When i got back home i received a phonecall from one of my friends from work.
They were heading into work to speak to the Director to tell her that we didn't feel safe working from 5pm till 9.30pm on a day when there were rumours of more disruptions.
I said that i would join them.

They wanted me to come stay with them as they lived
on the opposite side of town further away from the main square.
Instead, i called a friend from Church who lives in an area of Cairo called Maadi,
its a richer area and about 20mins away from the centre by Metro.
I asked if i could stay at her house that night as i was feeling
a bit restless being so close to the action
.'No probs' she replied.
So i picked up my passport and a change of clothes for the next day
and headed of to my work to speak to my director.

When i walked down my street there were no policemen out and about yet,
but there were 5 vans full of them sitting at the bottom of the street ready to be deployed. Other than that the street looked like every other day.

When i got to work,
without any transport disruptions this time,
everyone was so happy to see me.
I'm pretty much the only one from work who lives in the Downtown area,
so they had been a bit worried about me knowing how close i was to the action.

The Director was busy with a rehearsal when i got there,
but the general feeling from the other staff and dancers was that if i was there i was going to have to stay there until the end of the rehearsal at 9.30pm.

I left.
I didnt care about rehearsals or even my job,
i wasn't hanging around at the Opera House until 9.30,
what if my road got blocked off again?
what if the protests started up again and i couldnt get home?

I headed to my friends Simmone and Dan in Maadi.

The rest of the night was pretty uneventful,
but when i was lying in bed that night
it was nice for it to be so peaceful.


Wednesday, February 2, 2011

Out of Egypt...



I made it safely out of Egypt.

I went into my apartment and took a small bag which i could carry.

I looked around my room and wonder which possessions i actually needed.
I realised that it was none of them.

I took a weeks worth of clean underwear, some pyjamas a change of clothes and my scriptures.

I contemplated leaving behind my laptop,
seeing as it had been rendered useless lately anyway, but i took it anyway.
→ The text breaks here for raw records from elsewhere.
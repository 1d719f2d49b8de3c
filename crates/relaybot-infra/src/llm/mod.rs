//! Model backend implementations.
//!
//! Contains concrete implementations of the [`ModelBackend`] trait defined
//! in `relaybot-core`, plus a factory ([`create_backend`]) that picks one
//! from a [`GatewayConfig`].
//!
//! [`ModelBackend`]: relaybot_core::gateway::ModelBackend

pub mod agent_call;
pub mod chat_completions;
pub mod types;

use std::time::Duration;

use secrecy::SecretString;
use thiserror::Error;

use relaybot_core::gateway::BoxModelBackend;
use relaybot_types::config::{BackendKind, GatewayConfig};
use relaybot_types::error::GatewayError;

use self::agent_call::AgentCallBackend;
use self::chat_completions::ChatCompletionsBackend;

/// Longest slice of an error response body kept in [`GatewayError::Api`].
const MAX_ERROR_BODY_CHARS: usize = 200;

/// Credentials for the model API, resolved by the caller.
#[derive(Default)]
pub struct BackendCredentials {
    /// Bearer key for the chat-completions backend.
    pub api_key: Option<SecretString>,
    /// Agent identifier for the agent-call backend.
    pub agent_access_id: Option<SecretString>,
}

/// Errors constructing a backend at startup.
#[derive(Debug, Error)]
pub enum BackendSetupError {
    #[error("{backend} backend requires {credential}")]
    MissingCredential {
        backend: BackendKind,
        credential: &'static str,
    },

    #[error("failed to build HTTP client: {0}")]
    HttpClient(#[from] reqwest::Error),
}

/// Create a [`BoxModelBackend`] for the configured backend kind.
pub fn create_backend(
    config: &GatewayConfig,
    credentials: BackendCredentials,
) -> Result<BoxModelBackend, BackendSetupError> {
    let base_url = config.resolved_base_url();
    let timeout = config.request_timeout();

    match config.backend {
        BackendKind::ChatCompletions => {
            let api_key = credentials
                .api_key
                .ok_or(BackendSetupError::MissingCredential {
                    backend: config.backend,
                    credential: "MODEL_API_KEY",
                })?;
            let backend = ChatCompletionsBackend::new(api_key, config.model.clone(), timeout)?
                .with_base_url(base_url)
                .with_max_tokens(config.max_tokens)
                .with_temperature(config.temperature);
            Ok(BoxModelBackend::new(backend))
        }
        BackendKind::AgentCall => {
            let agent_id = credentials
                .agent_access_id
                .ok_or(BackendSetupError::MissingCredential {
                    backend: config.backend,
                    credential: "AGENT_ACCESS_ID",
                })?;
            let backend = AgentCallBackend::new(agent_id, timeout)?.with_base_url(base_url);
            Ok(BoxModelBackend::new(backend))
        }
    }
}

/// Build the shared HTTP client for a backend.
///
/// The client's own timeout mirrors the gateway deadline, so a stalled
/// connection is also reported as [`GatewayError::Timeout`].
pub(crate) fn http_client(timeout: Duration) -> Result<reqwest::Client, reqwest::Error> {
    reqwest::Client::builder().timeout(timeout).build()
}

/// Map a failed send or body read.
pub(crate) fn classify_reqwest_error(err: reqwest::Error, timeout: Duration) -> GatewayError {
    if err.is_timeout() {
        GatewayError::Timeout(timeout)
    } else {
        GatewayError::Transport(err.to_string())
    }
}

/// Read a response and decode its JSON body, classifying every failure.
pub(crate) async fn read_json<T: serde::de::DeserializeOwned>(
    response: reqwest::Response,
    timeout: Duration,
) -> Result<T, GatewayError> {
    let status = response.status();
    let body = response
        .text()
        .await
        .map_err(|e| classify_reqwest_error(e, timeout))?;

    if !status.is_success() {
        return Err(GatewayError::Api {
            status_code: status.as_u16(),
            message: truncate(&body, MAX_ERROR_BODY_CHARS),
        });
    }

    serde_json::from_str(&body)
        .map_err(|e| GatewayError::MalformedResponse(format!("failed to parse response: {e}")))
}

/// First `max_chars` characters of `text`, with an ellipsis if cut.
pub(crate) fn truncate(text: &str, max_chars: usize) -> String {
    let text = text.trim();
    match text.char_indices().nth(max_chars) {
        Some((idx, _)) => format!("{}...", &text[..idx]),
        None => text.to_string(),
    }
}

/// Non-empty reply text, or `MalformedResponse` naming the missing field.
pub(crate) fn require_text(text: Option<String>, field: &str) -> Result<String, GatewayError> {
    text.filter(|t| !t.trim().is_empty())
        .ok_or_else(|| GatewayError::MalformedResponse(format!("missing or empty `{field}`")))
}

#[cfg(test)]
mod tests {
    use super::*;

    #[test]
    fn test_truncate() {
        assert_eq!(truncate("short", 10), "short");
        assert_eq!(truncate("abcdef", 3), "abc...");
        assert_eq!(truncate("привет", 2), "пр...");
    }

    #[test]
    fn test_require_text() {
        assert_eq!(require_text(Some("hi".into()), "message").unwrap(), "hi");
        let err = require_text(Some("  ".into()), "message").unwrap_err();
        assert!(matches!(err, GatewayError::MalformedResponse(_)));
        assert!(require_text(None, "message").is_err());
    }

    #[test]
    fn test_create_backend_requires_credential() {
        let config = GatewayConfig::default();
        let err = create_backend(&config, BackendCredentials::default()).unwrap_err();
        assert!(err.to_string().contains("MODEL_API_KEY"));

        let config = GatewayConfig {
            backend: BackendKind::AgentCall,
            ..GatewayConfig::default()
        };
        let err = create_backend(&config, BackendCredentials::default()).unwrap_err();
        assert!(err.to_string().contains("AGENT_ACCESS_ID"));
    }

    #[test]
    fn test_create_backend_selects_kind() {
        let creds = BackendCredentials {
            api_key: Some(SecretString::from("sk-test".to_string())),
            agent_access_id: Some(SecretString::from("agent-1".to_string())),
        };
        let backend = create_backend(&GatewayConfig::default(), creds).unwrap();
        assert_eq!(backend.name(), "chat_completions");
        assert_eq!(backend.model(), "gpt-4o-mini");

        let creds = BackendCredentials {
            api_key: None,
            agent_access_id: Some(SecretString::from("agent-1".to_string())),
        };
        let config = GatewayConfig {
            backend: BackendKind::AgentCall,
            ..GatewayConfig::default()
        };
        let backend = create_backend(&config, creds).unwrap();
        assert_eq!(backend.name(), "agent_call");
    }
}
I'll document a bit of my experiences of being in Cairo a bit later,
but for now i'm in Italy and going to meet up with some friends.

It will be hard to describe the un-nervousness and unrest,
but also let you know that i never felt particularly in any immediate danger
and feel proud to be able to have walked on the streets and
spoken to Egyptians who are not angry or violent but more optimistic,
looking forward to a brighter future.